Citigroup to pay nearly $100 million to settle Banamex money-laundering claims

Citibank's corporate offices in New York.
Citibank’s corporate offices in New York.
(Timothy A. Clary / AFP/Getty Images)

Citigroup has agreed to pay nearly $100 million to federal authorities to settle claims that a lack of internal controls at the bank’s Banamex subsidiary may have allowed customers to launder money sent to Mexico.

The Justice Department announced Monday that the division, based in Century City, will pay $97.44 million for criminal violations of the Bank Secrecy Act. The Act requires that banks take actions to prevent money laundering and report suspicious activity to authorities.

The Justice Department agreed to not prosecute the New York bank as part of the settlement. It follows a $140-million civil penalty Citigroup agreed to in 2015 with the Federal Deposit Insurance Corp. and the California Department of Business Oversight to resolve their own probes into the matter.
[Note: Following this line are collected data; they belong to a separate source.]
//! EMA bounce detector: a pullback to the 21-period EMA inside an
//! established uptrend, confirmed by the fast EMA still stacked above.

use crate::indicators::trend::{self, TrendRegime};
use crate::models::features::{AssetClass, FeatureSnapshot};
use crate::models::profile::ParameterProfile;
use crate::models::signal::{Direction, TradePlan, TradeStyle};

use super::factors::{self, ReferenceLevel};
use super::{Detector, DetectorType};

pub const FAST_EMA: u32 = 8;
pub const SLOW_EMA: u32 = 21;

/// Pullback must come within this percent of the slow EMA.
pub const TOUCH_PERCENT: f64 = 0.5;

fn gate(snapshot: &FeatureSnapshot, profile: &ParameterProfile) -> bool {
    let price = match snapshot.price() {
        Some(price) => price,
        None => return false,
    };
    let fast = match snapshot.moving_average(FAST_EMA) {
        Some(fast) => fast,
        None => return false,
    };
    let slow = match snapshot.moving_average(SLOW_EMA) {
        Some(slow) => slow,
        None => return false,
    };

    // EMAs must be stacked bullishly and price must be holding the slow EMA.
    if fast <= slow || price < slow {
        return false;
    }
    let touch_distance = (price - slow) / slow * 100.0;
    if touch_distance > TOUCH_PERCENT {
        return false;
    }

    let reading = trend::classify(
        snapshot.bars(),
        snapshot.orb_high(),
        snapshot.orb_low(),
        snapshot.premarket_high(),
        snapshot.premarket_low(),
    );
    if !reading.is_tradeable() {
        return false;
    }
    reading.regime == TrendRegime::Uptrend && reading.strength >= profile.trend_min_score
}

fn plan(snapshot: &FeatureSnapshot, profile: &ParameterProfile) -> Option<TradePlan> {
    let entry = snapshot.price()?;
    let slow = snapshot.moving_average(SLOW_EMA)?;
    let atr = snapshot.atr()?;
    let stop = slow - atr * 0.5;
    let target = entry + atr * profile.target_range_multiple;
    Some(TradePlan {
        entry,
        stop,
        target,
    })
}

/// Long bounce off the slow EMA. The factor weights intentionally sum
/// above 1.0: the VWAP-side bonus can push a marginal pullback over the
/// threshold, and the final score clamp bounds the total.
pub fn bounce() -> Detector {
    let direction = Direction::Long;
    Detector::new(
        DetectorType::EmaBounce,
        direction,
        TradeStyle::Swing,
        vec![AssetClass::Stock, AssetClass::Crypto],
        false,
        Box::new(gate),
        vec![
            factors::patience_quality(0.30, direction, ReferenceLevel::Ema(SLOW_EMA)),
            factors::trend_alignment(0.25, direction),
            factors::level_confluence(0.20),
            factors::relative_volume(0.15),
            factors::rsi_headroom(0.10, direction),
            factors::vwap_side(0.10, direction),
        ],
        Box::new(plan),
    )
}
As part of the earlier deal, Citigroup said it would shut down Banamex USA, and in a statement Monday the bank said it anticipates the division will wind down by June 30.

The operation had $1 billion in assets, $700 million in deposits and 394 employees in March 2015, a few months before Citibank agreed to shut it down, according to regulatory filings.

The Justice Department said that from at least 2007 until at least 2012, Banamex USA processed more than 30 million remittances to Mexico valued at more than $8.8 billion. Those remittances prompted more than 18,000 alerts involving some $142 million in potentially suspicious transactions.

However, the bank conducted fewer than 10 investigations and filed only nine suspicious activity reports stemming from the alerts because its compliance unit was seriously understaffed with only two employees.

The Justice Department said Monday that it agreed to enter into a non-prosecution agreement with the bank due to Citigroup’s cooperation in investigating the violations and the bank’s decision to shut down the operation.

The non-prosecution agreement, which the Obama administration had previously used in other cases to gain banks’ cooperation, was the first announced by the Justice Department since the appointment of Jeff Sessions as attorney general.

In 2015, California authorities said they moved to shut down Banamex USA after the bank agreed to improve its anti-money laundering program three years earlier but never did so.

On Monday, Citigroup said it was pleased to resolve the Justice Department investigations and said having “the strongest possible system for anti-money-laundering” was among its most serious obligations.

Banamex USA, the former California Commerce Bank, was set up by Citigroup as an arm of another Citi subsidiary, Banco Nacional de Mexico, to make it easier for businesses and individuals to transfer funds across the border.

The Mexican bank, since renamed Citibanamex, has had its own problems. Citigroup was forced to reduce its previously reported 2013 pre-tax earnings by $360 million as a result of fraud affecting its Mexican bank.

However, the bank is still in operation, and as of Dec. 31 had 1,494 retail branches in Mexico, with about 27.4 million retail banking customer accounts, $18.3 billion in retail banking loans and $26.4 billion in deposits, according to a regulatory filing.